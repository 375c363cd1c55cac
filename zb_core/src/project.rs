use std::collections::{HashSet, VecDeque};
use std::path::PathBuf;
use std::sync::Arc;

use thiserror::Error;
use tracing::debug;

use crate::ellipsis;
use crate::package::{LoadError, PackageLoader, PackageMeta};
use crate::pathutil;

/// A project: the directory carrying the version-control marker, plus
/// every package whose source directory lies beneath it.
#[derive(Debug)]
pub struct Project {
    pub dir: PathBuf,
    pub import_path: String,
    pub packages: Vec<Arc<PackageMeta>>,
}

#[derive(Error, Debug)]
pub enum ResolveError {
    #[error("could not find project directory for: {dir}")]
    NoProject { dir: String },

    #[error("could not find base import path for: {dir}")]
    NoImportPath { dir: String },

    #[error("no packages found for: {arg}")]
    NothingMatched { arg: String },

    #[error(transparent)]
    Load(#[from] LoadError),
}

/// Resolve user arguments into the unique projects they name, each filled
/// with its packages. `.` is assumed when no arguments are given.
pub fn resolve_projects(
    loader: &Arc<PackageLoader>,
    args: &[String],
) -> Result<Vec<Project>, ResolveError> {
    let ctx = loader.context().clone();

    let args = if args.is_empty() {
        vec![".".to_string()]
    } else {
        args.to_vec()
    };

    let mut queue: VecDeque<String> = ellipsis::expand(&ctx, &args).into();
    let mut seen: HashSet<String> = HashSet::new();
    let mut projects: Vec<Project> = Vec::new();

    while let Some(import_path) = queue.pop_front() {
        if !seen.insert(import_path.clone()) {
            continue;
        }

        let meta = match loader.load(&import_path, &ctx.cwd) {
            Ok(meta) => meta,
            Err(err) if err.is_recoverable() => {
                // the directory itself holds no sources; as long as it
                // sits under a project whose subtree has packages, expand
                // below it instead
                let expanded = expand_below(loader, &import_path)?;
                if expanded.is_empty() {
                    return Err(ResolveError::NothingMatched { arg: import_path });
                }
                queue.extend(expanded);
                continue;
            }
            Err(err) => return Err(err.into()),
        };

        let project_dir =
            pathutil::project_dir(&meta.dir).ok_or_else(|| ResolveError::NoProject {
                dir: meta.dir.display().to_string(),
            })?;

        if projects.iter().any(|p| p.dir == project_dir) {
            continue;
        }

        let mut project = new_project(loader, project_dir)?;
        fill_packages(loader, &mut project)?;
        insert_sorted(&mut projects, project);
    }

    Ok(projects)
}

/// Resolve user arguments into packages only, without walking up to their
/// enclosing projects.
pub fn list_packages(
    loader: &Arc<PackageLoader>,
    args: &[String],
) -> Result<Vec<Arc<PackageMeta>>, ResolveError> {
    let ctx = loader.context().clone();

    let args = if args.is_empty() {
        vec![".".to_string()]
    } else {
        args.to_vec()
    };

    let mut queue: VecDeque<String> = ellipsis::expand(&ctx, &args).into();
    let mut seen: HashSet<String> = HashSet::new();
    let mut packages: Vec<Arc<PackageMeta>> = Vec::new();

    while let Some(import_path) = queue.pop_front() {
        if !seen.insert(import_path.clone()) {
            continue;
        }

        match loader.load(&import_path, &ctx.cwd) {
            Ok(meta) => {
                if !packages.iter().any(|p| p.dir == meta.dir) {
                    let at = packages
                        .binary_search_by(|p| p.dir.cmp(&meta.dir))
                        .unwrap_err();
                    packages.insert(at, meta);
                }
            }
            Err(err) if err.is_recoverable() => {
                let expanded = expand_below(loader, &import_path)?;
                if expanded.is_empty() {
                    return Err(ResolveError::NothingMatched { arg: import_path });
                }
                queue.extend(expanded);
            }
            Err(err) => return Err(err.into()),
        }
    }

    Ok(packages)
}

/// A package-less import path still names a spot in the tree; find its
/// project and search for packages below the directory it maps to.
fn expand_below(loader: &Arc<PackageLoader>, import_path: &str) -> Result<Vec<String>, ResolveError> {
    let ctx = loader.context();

    let normalized = pathutil::normalize_import_path(ctx, import_path);
    let dir = match pathutil::import_path_to_project_dir(ctx, &normalized) {
        Some(dir) => dir,
        None => return Ok(Vec::new()),
    };

    let base = match pathutil::dir_to_import_path(ctx, &dir) {
        Some(base) => base,
        None => return Ok(Vec::new()),
    };

    debug!(arg = import_path, below = %base, "expanding package-less argument");
    Ok(ellipsis::expand(ctx, &[format!("{base}/...")]))
}

fn new_project(loader: &Arc<PackageLoader>, dir: PathBuf) -> Result<Project, ResolveError> {
    let ctx = loader.context();

    let import_path =
        pathutil::dir_to_import_path(ctx, &dir).ok_or_else(|| ResolveError::NoImportPath {
            dir: dir.display().to_string(),
        })?;

    Ok(Project {
        dir,
        import_path,
        packages: Vec::new(),
    })
}

/// Discover the project's packages by ellipsis expansion from its base
/// import path, sorted by source directory.
fn fill_packages(loader: &Arc<PackageLoader>, project: &mut Project) -> Result<(), ResolveError> {
    let ctx = loader.context().clone();

    let import_paths = ellipsis::expand(&ctx, &[format!("{}/...", project.import_path)]);

    for import_path in import_paths {
        if ctx.exclude_vendor && pathutil::is_vendored(&import_path) {
            continue;
        }

        let meta = match loader.load(&import_path, &project.dir) {
            Ok(meta) => meta,
            Err(err) if err.is_recoverable() => continue,
            Err(err) => return Err(err.into()),
        };

        if project.packages.iter().any(|p| p.dir == meta.dir) {
            continue;
        }

        let at = project
            .packages
            .binary_search_by(|p| p.dir.cmp(&meta.dir))
            .unwrap_err();
        project.packages.insert(at, meta);
    }

    Ok(())
}

fn insert_sorted(projects: &mut Vec<Project>, project: Project) {
    let at = projects
        .binary_search_by(|p| p.dir.cmp(&project.dir))
        .unwrap_or_else(|e| e);
    projects.insert(at, project);
}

================================

* ACTION ITEM
Repeat every line of the material exactly as given.

* RESPONSE TO THIS TASK
repository 375c363cd1c55cac
filename zb_core/src/project.rs
use std::collections::{HashSet, VecDeque};
use std::path::PathBuf;
use std::sync::Arc;

use thiserror::Error;
use tracing::debug;

use crate::ellipsis;
use crate::package::{LoadError, PackageLoader, PackageMeta};
use crate::pathutil;

/// A project: the directory carrying the version-control marker, plus
/// every package whose source directory lies beneath it.
#[derive(Debug)]
pub struct Project {
    pub dir: PathBuf,
    pub import_path: String,
    pub packages: Vec<Arc<PackageMeta>>,
}

#[derive(Error, Debug)]
pub enum ResolveError {
    #[error("could not find project directory for: {dir}")]
    NoProject { dir: String },

    #[error("could not find base import path for: {dir}")]
    NoImportPath { dir: String },

    #[error("no packages found for: {arg}")]
    NothingMatched { arg: String },

    #[error(transparent)]
    Load(#[from] LoadError),
}

/// Resolve user arguments into the unique projects they name, each filled
/// with its packages. `.` is assumed when no arguments are given.
pub fn resolve_projects(
    loader: &Arc<PackageLoader>,
    args: &[String],
) -> Result<Vec<Project>, ResolveError> {
    let ctx = loader.context().clone();

    let args = if args.is_empty() {
        vec![".".to_string()]
    } else {
        args.to_vec()
    };

    let mut queue: VecDeque<String> = ellipsis::expand(&ctx, &args).into();
    let mut seen: HashSet<String> = HashSet::new();
    let mut projects: Vec<Project> = Vec::new();

    while let Some(import_path) = queue.pop_front() {
        if !seen.insert(import_path.clone()) {
            continue;
        }

        let meta = match loader.load(&import_path, &ctx.cwd) {
            Ok(meta) => meta,
            Err(err) if err.is_recoverable() => {
                // the directory itself holds no sources; as long as it
                // sits under a project whose subtree has packages, expand
                // below it instead
                let expanded = expand_below(loader, &import_path)?;
                if expanded.is_empty() {
                    return Err(ResolveError::NothingMatched { arg: import_path });
                }
                queue.extend(expanded);
                continue;
            }
            Err(err) => return Err(err.into()),
        };

        let project_dir =
            pathutil::project_dir(&meta.dir).ok_or_else(|| ResolveError::NoProject {
                dir: meta.dir.display().to_string(),
            })?;

        if projects.iter().any(|p| p.dir == project_dir) {
            continue;
        }

        let mut project = new_project(loader, project_dir)?;
        fill_packages(loader, &mut project)?;
        insert_sorted(&mut projects, project);
    }

    Ok(projects)
}

/// Resolve user arguments into packages only, without walking up to their
/// enclosing projects.
pub fn list_packages(
    loader: &Arc<PackageLoader>,
    args: &[String],
) -> Result<Vec<Arc<PackageMeta>>, ResolveError> {
    let ctx = loader.context().clone();

    let args = if args.is_empty() {
        vec![".".to_string()]
    } else {
        args.to_vec()
    };

    let mut queue: VecDeque<String> = ellipsis::expand(&ctx, &args).into();
    let mut seen: HashSet<String> = HashSet::new();
    let mut packages: Vec<Arc<PackageMeta>> = Vec::new();

    while let Some(import_path) = queue.pop_front() {
        if !seen.insert(import_path.clone()) {
            continue;
        }

        match loader.load(&import_path, &ctx.cwd) {
            Ok(meta) => {
                if !packages.iter().any(|p| p.dir == meta.dir) {
                    let at = packages
                        .binary_search_by(|p| p.dir.cmp(&meta.dir))
                        .unwrap_err();
                    packages.insert(at, meta);
                }
            }
            Err(err) if err.is_recoverable() => {
                let expanded = expand_below(loader, &import_path)?;
                if expanded.is_empty() {
                    return Err(ResolveError::NothingMatched { arg: import_path });
                }
                queue.extend(expanded);
            }
            Err(err) => return Err(err.into()),
        }
    }

    Ok(packages)
}

/// A package-less import path still names a spot in the tree; find its
/// project and search for packages below the directory it maps to.
fn expand_below(loader: &Arc<PackageLoader>, import_path: &str) -> Result<Vec<String>, ResolveError> {
    let ctx = loader.context();

    let normalized = pathutil::normalize_import_path(ctx, import_path);
    let dir = match pathutil::import_path_to_project_dir(ctx, &normalized) {
        Some(dir) => dir,
        None => return Ok(Vec::new()),
    };

    let base = match pathutil::dir_to_import_path(ctx, &dir) {
        Some(base) => base,
        None => return Ok(Vec::new()),
    };

    debug!(arg = import_path, below = %base, "expanding package-less argument");
    Ok(ellipsis::expand(ctx, &[format!("{base}/...")]))
}

fn new_project(loader: &Arc<PackageLoader>, dir: PathBuf) -> Result<Project, ResolveError> {
    let ctx = loader.context();

    let import_path =
        pathutil::dir_to_import_path(ctx, &dir).ok_or_else(|| ResolveError::NoImportPath {
            dir: dir.display().to_string(),
        })?;

    Ok(Project {
        dir,
        import_path,
        packages: Vec::new(),
    })
}

/// Discover the project's packages by ellipsis expansion from its base
/// import path, sorted by source directory.
fn fill_packages(loader: &Arc<PackageLoader>, project: &mut Project) -> Result<(), ResolveError> {
    let ctx = loader.context().clone();

    let import_paths = ellipsis::expand(&ctx, &[format!("{}/...", project.import_path)]);

    for import_path in import_paths {
        if ctx.exclude_vendor && pathutil::is_vendored(&import_path) {
            continue;
        }

        let meta = match loader.load(&import_path, &project.dir) {
            Ok(meta) => meta,
            Err(err) if err.is_recoverable() => continue,
            Err(err) => return Err(err.into()),
        };

        if project.packages.iter().any(|p| p.dir == meta.dir) {
            continue;
        }

        let at = project
            .packages
            .binary_search_by(|p| p.dir.cmp(&meta.dir))
            .unwrap_err();
        project.packages.insert(at, meta);
    }

    Ok(())
}

fn insert_sorted(projects: &mut Vec<Project>, project: Project) {
    let at = projects
        .binary_search_by(|p| p.dir.cmp(&project.dir))
        .unwrap_or_else(|e| e);
    projects.insert(at, project);
}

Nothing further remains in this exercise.